DIRECTIONS: Scan the data for "enum" and copy each matching line.

Dataset entries
Content starts
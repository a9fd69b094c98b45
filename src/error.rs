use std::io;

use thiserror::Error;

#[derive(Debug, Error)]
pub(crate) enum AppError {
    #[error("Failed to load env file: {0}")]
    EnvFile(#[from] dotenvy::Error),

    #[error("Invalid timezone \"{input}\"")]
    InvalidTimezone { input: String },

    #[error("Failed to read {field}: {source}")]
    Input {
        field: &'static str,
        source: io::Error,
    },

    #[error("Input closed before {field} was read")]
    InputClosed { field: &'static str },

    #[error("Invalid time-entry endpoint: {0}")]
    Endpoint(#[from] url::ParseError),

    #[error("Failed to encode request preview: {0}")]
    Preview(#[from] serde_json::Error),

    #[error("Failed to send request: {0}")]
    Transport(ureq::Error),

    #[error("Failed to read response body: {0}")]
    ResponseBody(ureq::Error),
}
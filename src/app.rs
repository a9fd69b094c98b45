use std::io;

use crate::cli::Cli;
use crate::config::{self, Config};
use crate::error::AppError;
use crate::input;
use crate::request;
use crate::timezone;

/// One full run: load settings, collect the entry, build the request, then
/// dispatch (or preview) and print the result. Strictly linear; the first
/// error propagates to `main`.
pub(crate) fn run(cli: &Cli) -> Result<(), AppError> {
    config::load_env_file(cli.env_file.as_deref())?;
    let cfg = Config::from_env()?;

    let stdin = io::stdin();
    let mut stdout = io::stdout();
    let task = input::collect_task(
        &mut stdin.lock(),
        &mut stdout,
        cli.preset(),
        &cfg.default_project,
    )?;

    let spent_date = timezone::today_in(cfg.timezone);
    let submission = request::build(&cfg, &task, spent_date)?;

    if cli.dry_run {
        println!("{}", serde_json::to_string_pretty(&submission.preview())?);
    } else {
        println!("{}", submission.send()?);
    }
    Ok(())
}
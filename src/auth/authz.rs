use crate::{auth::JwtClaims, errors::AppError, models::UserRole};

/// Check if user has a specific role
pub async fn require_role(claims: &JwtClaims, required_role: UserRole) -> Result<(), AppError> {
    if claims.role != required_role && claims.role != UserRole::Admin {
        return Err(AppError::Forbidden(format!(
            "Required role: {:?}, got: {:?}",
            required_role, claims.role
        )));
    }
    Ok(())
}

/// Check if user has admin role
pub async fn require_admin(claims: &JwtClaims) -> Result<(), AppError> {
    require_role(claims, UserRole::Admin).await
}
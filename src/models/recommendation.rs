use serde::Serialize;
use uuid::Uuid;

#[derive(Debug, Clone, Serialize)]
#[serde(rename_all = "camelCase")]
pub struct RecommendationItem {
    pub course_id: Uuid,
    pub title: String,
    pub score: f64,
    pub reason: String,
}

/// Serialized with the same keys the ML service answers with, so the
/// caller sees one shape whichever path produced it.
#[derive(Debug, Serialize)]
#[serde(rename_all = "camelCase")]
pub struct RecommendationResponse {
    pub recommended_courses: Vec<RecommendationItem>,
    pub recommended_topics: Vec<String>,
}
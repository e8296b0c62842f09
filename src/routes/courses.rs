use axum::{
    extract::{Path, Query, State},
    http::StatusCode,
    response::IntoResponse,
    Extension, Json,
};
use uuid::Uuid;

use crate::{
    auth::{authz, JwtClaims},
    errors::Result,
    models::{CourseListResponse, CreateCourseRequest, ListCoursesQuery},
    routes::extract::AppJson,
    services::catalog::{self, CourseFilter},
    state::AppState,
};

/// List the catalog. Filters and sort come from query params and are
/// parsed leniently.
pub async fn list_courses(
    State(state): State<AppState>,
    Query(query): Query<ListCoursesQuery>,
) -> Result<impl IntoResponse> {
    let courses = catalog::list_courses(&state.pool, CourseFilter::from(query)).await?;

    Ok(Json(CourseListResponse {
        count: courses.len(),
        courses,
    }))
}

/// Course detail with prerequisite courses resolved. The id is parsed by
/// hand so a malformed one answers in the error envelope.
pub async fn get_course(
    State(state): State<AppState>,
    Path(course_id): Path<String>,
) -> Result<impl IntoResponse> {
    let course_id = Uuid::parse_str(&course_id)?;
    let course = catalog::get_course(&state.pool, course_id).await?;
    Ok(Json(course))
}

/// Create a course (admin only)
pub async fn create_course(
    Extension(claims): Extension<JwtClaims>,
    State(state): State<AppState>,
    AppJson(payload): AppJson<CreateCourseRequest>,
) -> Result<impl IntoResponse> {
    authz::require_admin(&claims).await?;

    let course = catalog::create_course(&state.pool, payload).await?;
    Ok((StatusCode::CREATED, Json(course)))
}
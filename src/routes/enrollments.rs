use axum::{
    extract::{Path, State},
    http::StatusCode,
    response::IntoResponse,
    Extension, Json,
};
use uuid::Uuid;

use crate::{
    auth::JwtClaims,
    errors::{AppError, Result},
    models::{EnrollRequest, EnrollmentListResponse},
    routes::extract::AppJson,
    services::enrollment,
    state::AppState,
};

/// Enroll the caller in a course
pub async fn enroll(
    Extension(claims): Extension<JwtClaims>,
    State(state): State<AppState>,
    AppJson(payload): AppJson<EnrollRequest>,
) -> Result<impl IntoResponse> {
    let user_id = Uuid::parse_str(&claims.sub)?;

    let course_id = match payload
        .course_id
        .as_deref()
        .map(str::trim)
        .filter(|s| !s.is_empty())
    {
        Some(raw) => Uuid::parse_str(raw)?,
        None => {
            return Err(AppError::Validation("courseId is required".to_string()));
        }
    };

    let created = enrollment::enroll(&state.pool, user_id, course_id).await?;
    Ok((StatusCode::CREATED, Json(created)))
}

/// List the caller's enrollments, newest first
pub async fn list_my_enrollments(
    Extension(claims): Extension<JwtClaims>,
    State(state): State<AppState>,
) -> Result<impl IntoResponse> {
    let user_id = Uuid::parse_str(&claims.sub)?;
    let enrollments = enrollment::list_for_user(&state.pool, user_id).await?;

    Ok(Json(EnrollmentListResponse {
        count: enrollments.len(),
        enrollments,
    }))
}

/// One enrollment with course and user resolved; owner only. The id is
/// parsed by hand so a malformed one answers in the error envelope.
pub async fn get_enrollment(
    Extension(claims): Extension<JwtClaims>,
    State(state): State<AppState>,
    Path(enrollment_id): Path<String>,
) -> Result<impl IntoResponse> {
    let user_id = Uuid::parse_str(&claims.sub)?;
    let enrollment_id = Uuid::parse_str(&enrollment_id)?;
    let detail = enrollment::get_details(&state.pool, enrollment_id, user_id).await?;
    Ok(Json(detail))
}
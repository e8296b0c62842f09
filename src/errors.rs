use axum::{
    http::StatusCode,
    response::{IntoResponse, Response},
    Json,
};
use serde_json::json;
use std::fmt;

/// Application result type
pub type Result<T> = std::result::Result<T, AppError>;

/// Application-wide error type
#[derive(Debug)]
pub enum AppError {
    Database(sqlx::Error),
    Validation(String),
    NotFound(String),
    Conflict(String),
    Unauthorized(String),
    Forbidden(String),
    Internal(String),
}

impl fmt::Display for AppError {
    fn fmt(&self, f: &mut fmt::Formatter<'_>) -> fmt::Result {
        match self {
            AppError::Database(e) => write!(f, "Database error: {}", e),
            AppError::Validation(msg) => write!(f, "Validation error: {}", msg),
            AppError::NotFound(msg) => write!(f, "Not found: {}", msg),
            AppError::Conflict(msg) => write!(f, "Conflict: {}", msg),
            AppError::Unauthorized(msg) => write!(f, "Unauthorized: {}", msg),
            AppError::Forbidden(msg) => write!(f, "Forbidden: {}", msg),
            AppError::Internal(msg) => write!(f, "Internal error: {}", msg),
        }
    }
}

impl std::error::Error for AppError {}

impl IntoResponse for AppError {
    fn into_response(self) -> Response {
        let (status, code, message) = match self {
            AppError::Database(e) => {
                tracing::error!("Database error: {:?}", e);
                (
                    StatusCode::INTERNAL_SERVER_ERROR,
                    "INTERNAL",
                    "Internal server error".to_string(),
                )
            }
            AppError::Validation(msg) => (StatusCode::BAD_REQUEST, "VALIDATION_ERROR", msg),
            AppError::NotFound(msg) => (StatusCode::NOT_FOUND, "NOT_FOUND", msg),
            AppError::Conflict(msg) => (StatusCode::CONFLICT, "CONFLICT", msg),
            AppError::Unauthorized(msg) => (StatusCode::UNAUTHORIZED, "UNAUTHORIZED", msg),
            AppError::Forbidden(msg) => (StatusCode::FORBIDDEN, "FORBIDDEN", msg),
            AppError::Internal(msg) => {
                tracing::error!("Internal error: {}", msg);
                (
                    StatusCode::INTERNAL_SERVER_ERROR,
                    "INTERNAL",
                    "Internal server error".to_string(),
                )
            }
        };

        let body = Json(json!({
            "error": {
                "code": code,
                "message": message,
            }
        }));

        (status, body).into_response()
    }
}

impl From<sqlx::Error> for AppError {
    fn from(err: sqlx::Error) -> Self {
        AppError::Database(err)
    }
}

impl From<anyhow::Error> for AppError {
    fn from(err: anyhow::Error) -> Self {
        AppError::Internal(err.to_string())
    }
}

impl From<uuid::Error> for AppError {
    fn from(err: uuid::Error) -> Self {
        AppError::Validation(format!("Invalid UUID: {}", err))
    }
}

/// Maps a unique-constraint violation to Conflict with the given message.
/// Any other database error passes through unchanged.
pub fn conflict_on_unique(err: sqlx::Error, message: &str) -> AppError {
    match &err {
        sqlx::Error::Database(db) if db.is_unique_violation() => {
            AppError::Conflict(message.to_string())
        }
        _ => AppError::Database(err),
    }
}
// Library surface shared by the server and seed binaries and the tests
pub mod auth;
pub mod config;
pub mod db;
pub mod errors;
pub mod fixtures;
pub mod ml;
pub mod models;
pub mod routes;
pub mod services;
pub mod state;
Content ends
YOUR SOLUTION:
pub(crate) enum AppError {
pub enum AppError {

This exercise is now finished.